El actual sistema de servicios de salud en Chile es el resultado de la reforma de la seguridad social, que ocurrió en 1981, desde un sistema nacional de salud con cobertura universal pública, a un modelo mixto, público y privado, combinando un esquema de seguridad social solidario (público), con un sistema de seguros privados, de carácter competitivo, con base en empresas aseguradoras llamadas ISAPRE (Institución de Salud Previsional)1. Hoy día, nuestro sistema de salud enfrenta problemas crecientes, producto de la integración vertical del sector público con el privado que funcionan en forma diferente: el sector público, con una lógica de seguridad social, y el privado con una lógica de seguro individual. Agravan esta situación la segmentación de la población atendida, especialmente en el sector privado de salud, donde el costo anual del seguro es determinado por la ISAPRE sobre la base de tablas de riesgo diferenciales por edad y género, pudiendo ser reajustado de manera unilateral, lo que les ha permitido contar con una cartera de asegurados más jóvenes que el sistema público, que en la práctica actúa como único asegurador de las personas que no acceden a una ISAPRE. De esta forma, las mujeres y los adultos mayores tienen tarifas más altas, debido al mayor riesgo que representan para el asegurador privado de incurrir en mayores gastos médicos.

Por esta razón, entre otras, el actual gobierno ha comenzado un nuevo proceso de reforma de salud2, que plantea como eje mejorar la equidad de acceso y de nivel de salud.

Para mejorar la situación de equidad en salud de la población chilena, es necesario previamente contar con un sistema de monitoreo y evaluación que diagnostique las inequidades de acceso a atención de salud y su evolución, a medida que se implementa la reforma de salud. Por esto, la Comisión de Reforma, en conjunto con la Iniciativa Chilena para la Equidad en Salud propuso cambios al módulo de salud de la encuesta CASEN en el año 2000, los cuales fueron acogidos por el Ministerio de Planificación y Cooperación (MIDEPLAN). El presente trabajo describe y analiza la situación de equidad de acceso a salud en la población chilena, con base en el módulo de salud reformulado en la encuesta CASEN 2000.
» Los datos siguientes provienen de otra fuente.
//! Per-session permission resolution.
//!
//! Resolved once when the session opens and cached for its lifetime.
//! A grant revoked while the session is open is not observed.

use crate::store::{Backend, Project, Role, ShareAccess, StoreError, User};

#[derive(Debug, Clone, Copy, PartialEq, Eq)]
pub struct Permissions {
    pub can_edit: bool,
    pub is_owner: bool,
}

impl Permissions {
    pub const OWNER: Self = Self {
        can_edit: true,
        is_owner: true,
    };
    pub const EDITOR: Self = Self {
        can_edit: true,
        is_owner: false,
    };
    pub const READER: Self = Self {
        can_edit: false,
        is_owner: false,
    };
}

/// Combine ownership, an explicit grant and the role override.
///
/// `None` means no access at all.
pub fn resolve(is_owner: bool, share: Option<ShareAccess>, role: Role) -> Option<Permissions> {
    if is_owner {
        return Some(Permissions::OWNER);
    }
    if role == Role::Cxo {
        return Some(Permissions::EDITOR);
    }
    match share? {
        ShareAccess::Edit => Some(Permissions::EDITOR),
        ShareAccess::Read => Some(Permissions::READER),
    }
}

/// Query the share store for `user` on `project`.
pub async fn load_permissions(
    backend: &Backend,
    project: &Project,
    user: &User,
) -> Result<Option<Permissions>, StoreError> {
    let is_owner = project.owner_id == user.id;
    let share = if is_owner {
        None
    } else {
        backend.shares.get_permission(&project.id, &user.id).await?
    };
    let role = backend.shares.role_for_email(&user.email).await?;
    Ok(resolve(is_owner, share, role))
}

#[cfg(test)]
mod tests {
    use super::*;

    #[test]
    fn test_owner_wins() {
        assert_eq!(
            resolve(true, Some(ShareAccess::Read), Role::Member),
            Some(Permissions::OWNER)
        );
    }

    #[test]
    fn test_share_grants() {
        assert_eq!(
            resolve(false, Some(ShareAccess::Edit), Role::Member),
            Some(Permissions::EDITOR)
        );
        assert_eq!(
            resolve(false, Some(ShareAccess::Read), Role::Member),
            Some(Permissions::READER)
        );
    }

    #[test]
    fn test_cxo_override_edits_without_owning() {
        assert_eq!(resolve(false, None, Role::Cxo), Some(Permissions::EDITOR));
        assert_eq!(
            resolve(false, Some(ShareAccess::Read), Role::Cxo),
            Some(Permissions::EDITOR)
        );
    }

    #[test]
    fn test_no_signal_denies() {
        assert_eq!(resolve(false, None, Role::Member), None);
    }
}
impl SessionActor {
    pub fn new(parts: ActorParts) -> Self {
        let snapshot = SnapshotId::default().next();
        let preview = if parts.buffer.trim().is_empty() {
            Preview::Empty
        } else {
            Preview::Pending
        };

        Self {
            rx: parts.rx,
            events: parts.events,
            view: parts.view,
            scheduler: parts.scheduler,
            compiler: parts.compiler,
            backend: parts.backend,
            target: SaveTarget::of(&parts.project),
            marker: VersionMarker::of(&parts.project),
            project: parts.project,
            permissions: parts.permissions,
            buffer: parts.buffer,
            snapshot,
            dirty: false,
            gate: StalenessGate::new(snapshot),
            compiling: false,
            preview,
            preview_snapshot: None,
            warnings: Vec::new(),
            save: None,
            autosave: parts.autosave,
            last_saved_at: None,
            conflict: None,
            notice: None,
            closed: false,
        }
    }

    fn current(&self) -> Snapshot {
        Snapshot::new(self.snapshot, self.buffer.clone())
    }

    /// Publish the loaded state and queue the first compile of a non-blank
    /// buffer.
    pub fn start(&self) {
        self.publish();
        let snapshot = self.current();
        if !snapshot.is_blank() {
            self.scheduler.schedule_now(snapshot, ExportKind::Preview);
        }
    }

    pub async fn run(mut self) {
        loop {
            let autosave_deadline = self.autosave.deadline();

            tokio::select! {
                biased;

                msg = self.rx.recv() => match msg {
                    Some(msg) => self.handle(msg).await,
                    None => self.close(),
                },

                Some(event) = self.events.recv() => self.on_compile_event(event),

                joined = wait_save(&mut self.save) => {
                    if let Some(task) = self.save.take() {
                        self.on_save_done(task, joined);
                    }
                }

                _ = sleep_until_opt(autosave_deadline) => self.on_autosave_due(),
            }

            self.publish();
            if self.closed {
                break;
            }
        }
    }

    async fn handle(&mut self, msg: SessionMsg) {
        match msg {
            SessionMsg::Edit(text) => self.on_edit(text),
            SessionMsg::Save(reply) => self.request_save(SaveWaiter::Save(reply)),
            SessionMsg::ExportPdf(reply) => self.export_pdf(reply),
            SessionMsg::ResolveConflict(resolution, reply) => {
                self.resolve_conflict(resolution, reply).await;
            }
            SessionMsg::Leave(choice, reply) => self.leave(choice, reply),
            SessionMsg::RetryEngine(reply) => self.retry_engine(reply),
        }
    }

    // ========================================================================
    // editing and preview
    // ========================================================================

    fn on_edit(&mut self, text: String) {
        if !self.permissions.can_edit {
            debug!("session"; "read-only, edit ignored");
            return;
        }
        if *self.buffer == *text {
            return;
        }

        self.buffer = Arc::from(text);
        self.snapshot = self.snapshot.next();
        self.gate.advance(self.snapshot);
        self.dirty = true;
        self.autosave.arm(Instant::now());
        self.scheduler.notify_change(self.current());
    }

    fn on_compile_event(&mut self, event: CompileEvent) {
        match event {
            CompileEvent::Started { .. } => self.compiling = true,
            CompileEvent::Finished {
                snapshot, result, ..
            } => {
                self.compiling = false;
                if !self.gate.accept(snapshot) {
                    debug!("compile"; "dropping stale result for {} (latest {})", snapshot, self.snapshot);
                    return;
                }
                self.preview_snapshot = Some(snapshot);
                self.preview = match result {
                    Ok(artifact) => {
                        self.warnings = artifact.warnings;
                        match paginate(&artifact.svg) {
                            Ok(pages) => Preview::Pages(Arc::new(pages)),
                            Err(e) => Preview::Error(CompileError::new(e.to_string())),
                        }
                    }
                    Err(EngineError::Compile(e)) => {
                        self.warnings.clear();
                        Preview::Error(e)
                    }
                    Err(e) => Preview::Unavailable(e),
                };
            }
            CompileEvent::Empty { snapshot } => {
                if self.gate.accept(snapshot) {
                    self.preview_snapshot = Some(snapshot);
                    self.preview = Preview::Empty;
                    self.warnings.clear();
                }
            }
        }
    }

    fn export_pdf(&self, reply: Reply<Vec<u8>>) {
        let scheduler = self.scheduler.clone();
        let snapshot = self.current();
        tokio::spawn(async move {
            let result = scheduler
                .compile_now(snapshot, ExportKind::Publish)
                .await
                .map_err(SessionError::from)
                .and_then(|artifact| {
                    artifact.pdf.ok_or_else(|| {
                        EngineError::from(CompileError::new("engine produced no pdf")).into()
                    })
                });
            let _ = reply.send(result);
        });
    }

    fn retry_engine(&self, reply: Reply<()>) {
        let compiler = self.compiler.clone();
        let scheduler = self.scheduler.clone();
        let snapshot = self.current();
        tokio::spawn(async move {
            let result = compiler.retry().await;
            if result.is_ok() && !snapshot.is_blank() {
                scheduler.schedule_now(snapshot, ExportKind::Preview);
            }
            let _ = reply.send(result.map_err(SessionError::from));
        });
    }

    // ========================================================================
    // saving
    // ========================================================================

    fn request_save(&mut self, waiter: SaveWaiter) {
        if !self.permissions.can_edit {
            waiter.fail(SaveError::ReadOnly);
            return;
        }

        if let Some(task) = &mut self.save {
            match waiter {
                SaveWaiter::Save(reply) => {
                    debug!("save"; "save already running, request dropped");
                    let _ = reply.send(Ok(SaveOutcome::Skipped(SkipReason::InProgress)));
                }
                waiter => task.waiters.push(waiter),
            }
            return;
        }

        if let Some(conflict) = self.conflict {
            waiter.conflict(conflict);
            return;
        }

        self.start_save(false, vec![waiter]);
    }

    fn start_save(&mut self, force: bool, waiters: Vec<SaveWaiter>) {
        let job = SaveJob {
            snapshot: self.current(),
            target: self.target.clone(),
            marker: self.marker,
            force,
            backend: self.backend.clone(),
            scheduler: self.scheduler.clone(),
        };
        debug!("save"; "saving {} as {}", self.snapshot, self.target.typ_path);
        self.autosave.disarm();
        self.save = Some(SaveTask {
            handle: tokio::spawn(job.run()),
            waiters,
        });
    }

    fn on_autosave_due(&mut self) {
        if !self.autosave.fire(Instant::now()) {
            return;
        }

        let skip = if !self.dirty {
            Some(SkipReason::Clean)
        } else if self.save.is_some() {
            Some(SkipReason::InProgress)
        } else if self.conflict.is_some() {
            Some(SkipReason::ConflictPending)
        } else if self.buffer.trim().is_empty() {
            Some(SkipReason::Empty)
        } else {
            None
        };

        match skip {
            Some(reason) => debug!("save"; "autosave skipped: {:?}", reason),
            None if self.permissions.can_edit => self.start_save(false, Vec::new()),
            None => {}
        }
    }

    fn on_save_done(&mut self, task: SaveTask, joined: Result<SaveResult, JoinError>) {
        let result = joined.unwrap_or_else(|e| {
            SaveResult::Failed(SaveError::UploadFailed(format!("save task failed: {e}")))
        });

        match result {
            SaveResult::Saved(report) => self.on_saved(task.waiters, report),
            SaveResult::Conflict(conflict) => {
                log!("save"; "{} changed elsewhere since it was opened", self.project.title);
                self.conflict = Some(conflict);
                self.notice = Some(Notice::warning(format!(
                    "remote copy changed at {}; keep your version or reload",
                    conflict.remote
                )));
                for waiter in task.waiters {
                    waiter.conflict(conflict);
                }
            }
            SaveResult::Failed(e) => {
                log!("error"; "save failed: {}", e);
                self.notice = Some(Notice::error(e.to_string()));
                for waiter in task.waiters {
                    waiter.fail(e.clone());
                }
            }
        }

        if self.dirty && !self.closed && self.conflict.is_none() && !self.autosave.is_armed() {
            self.autosave.arm(Instant::now());
        }
    }

    fn on_saved(&mut self, waiters: Vec<SaveWaiter>, report: SaveReport) {
        if let Some(marker) = report.marker {
            self.marker = marker;
        }
        self.last_saved_at = Some(report.saved_at);

        // edits made while the save ran are still unsaved; a failed metadata
        // update is retried by the next save
        if report.snapshot == self.snapshot && report.warning.is_none() {
            self.dirty = false;
        }

        self.notice = Some(match &report.warning {
            Some(warning) => Notice::warning(warning.to_string()),
            None => Notice::info(format!(
                "saved at {}",
                report.saved_at.with_timezone(&Local).format("%H:%M:%S")
            )),
        });
        log!("save"; "{} saved ({})", self.project.title, report.snapshot);

        let mut pending_leave = Vec::new();
        for waiter in waiters {
            match waiter {
                SaveWaiter::Save(reply) => {
                    let _ = reply.send(Ok(SaveOutcome::Saved(report.clone())));
                }
                SaveWaiter::Resolve(reply) => {
                    let _ = reply.send(Ok(ResolveOutcome::Overwrote(report.clone())));
                }
                SaveWaiter::Leave(reply) if self.dirty => {
                    pending_leave.push(SaveWaiter::Leave(reply));
                }
                SaveWaiter::Leave(reply) => {
                    self.close();
                    let _ = reply.send(Ok(LeaveOutcome::Left));
                }
            }
        }

        if !pending_leave.is_empty() && !self.closed {
            self.start_save(false, pending_leave);
        }
    }

    // ========================================================================
    // conflicts
    // ========================================================================

    async fn resolve_conflict(&mut self, resolution: Resolution, reply: Reply<ResolveOutcome>) {
        if self.conflict.is_none() {
            let _ = reply.send(Ok(ResolveOutcome::NoConflict));
            return;
        }

        match resolution {
            Resolution::KeepLocal => {
                log!("save"; "overwriting remote copy of {}", self.project.title);
                self.conflict = None;
                self.start_save(true, vec![SaveWaiter::Resolve(reply)]);
            }
            Resolution::DiscardLocal => match self.reload().await {
                Ok(()) => {
                    self.conflict = None;
                    self.notice = Some(Notice::info("reloaded remote copy"));
                    let _ = reply.send(Ok(ResolveOutcome::Reloaded));
                }
                Err(e) => {
                    self.notice = Some(Notice::error(e.to_string()));
                    let _ = reply.send(Err(e.into()));
                }
            },
        }
    }

    /// Replace the buffer with the stored copy.
    async fn reload(&mut self) -> Result<(), LoadError> {
        let project = self
            .backend
            .projects
            .get_project(&self.project.id)
            .await
            .map_err(LoadError::Store)?
            .ok_or_else(|| LoadError::NotFound(self.project.id.clone()))?;
        let text = load_source(&self.backend, &project).await?;

        self.marker = VersionMarker::of(&project);
        self.target = SaveTarget::of(&project);
        self.project = project;

        self.buffer = Arc::from(text);
        self.snapshot = self.snapshot.next();
        self.gate.advance(self.snapshot);
        self.dirty = false;
        self.autosave.disarm();

        let snapshot = self.current();
        if snapshot.is_blank() {
            self.scheduler.notify_change(snapshot);
        } else {
            self.scheduler.schedule_now(snapshot, ExportKind::Preview);
        }
        Ok(())
    }

    // ========================================================================
    // leaving
    // ========================================================================

    fn leave(&mut self, choice: Option<LeaveChoice>, reply: Reply<LeaveOutcome>) {
        let outcome = match choice {
            None | Some(LeaveChoice::Save) if !self.dirty => LeaveOutcome::Left,
            None => LeaveOutcome::NeedsDecision,
            Some(LeaveChoice::Cancel) => LeaveOutcome::Stayed,
            Some(LeaveChoice::Discard) => {
                log!("session"; "discarding unsaved changes to {}", self.project.title);
                LeaveOutcome::Left
            }
            Some(LeaveChoice::Save) => {
                self.request_save(SaveWaiter::Leave(reply));
                return;
            }
        };

        if outcome == LeaveOutcome::Left {
            self.close();
        }
        let _ = reply.send(Ok(outcome));
    }

    fn close(&mut self) {
        if self.closed {
            return;
        }
        self.closed = true;
        self.autosave.disarm();
        self.scheduler.shutdown();
        debug!("session"; "closed {}", self.project.id);
    }

    fn phase(&self) -> Phase {
        if self.closed {
            Phase::Closed
        } else if self.conflict.is_some() {
            Phase::Conflict
        } else if self.save.is_some() {
            Phase::Saving
        } else if self.dirty {
            Phase::Editing
        } else {
            Phase::Ready
        }
    }

    fn publish(&self) {
        self.view.send_replace(self.to_view());
    }

    fn to_view(&self) -> SessionView {
        SessionView {
            project_id: self.project.id.clone(),
            title: self.project.title.clone(),
            typ_path: self.project.typ_path.clone(),
            permissions: self.permissions,
            phase: self.phase(),
            buffer: self.buffer.clone(),
            snapshot: self.snapshot,
            dirty: self.dirty,
            compiling: self.compiling,
            saving: self.save.is_some(),
            preview: self.preview.clone(),
            preview_snapshot: self.preview_snapshot,
            warnings: self.warnings.clone(),
            last_saved_at: self.last_saved_at,
            conflict: self.conflict,
            notice: self.notice.clone(),
        }
    }
}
Los objetivos específicos del estudio son:

1. Caracterizar la adscripción a los sistemas de salud previsional de la población chilena en el año 2000.

2. Describir y analizar la necesidad, demanda y utilización de servicios de salud de la población chilena.

Material y métodos

El estudio se realizó analizando la base de datos de la encuesta CASEN 20003, solicitada para este efecto a MIDEPLAN. Esta encuesta es uno de los instrumentos más importantes que utiliza el gobierno para evaluar el impacto de las políticas sociales en ejecución en el país, y recoge información sobre educación, salud, vivienda e ingresos de las familias. El marco muestral de la encuesta CASEN se basa en el Censo de Población y Vivienda de 1992. Para definir la muestra, se aplica un muestreo estratificado, por conglomerados y probabilístico sobre el universo de población que habita en hogares particulares del país, excluyendo las zonas de difícil acceso geográfico. Los resultados tienen representación nacional, regional y por zonas urbano/rural. También entrega representatividad comunal en 286 de las 341 comunas del país. El año 2000, la muestra consideró 61.973 viviendas, 37.280 en la zona urbana y 24.693 en la zona rural. Se encuestaron 65.036 hogares, 38.338 en la zona urbana y 26.698 en la zona rural; esto es, aproximadamente, 240.000 personas. El instrumento se aplicó en todo el país, entre noviembre y diciembre del año 2000.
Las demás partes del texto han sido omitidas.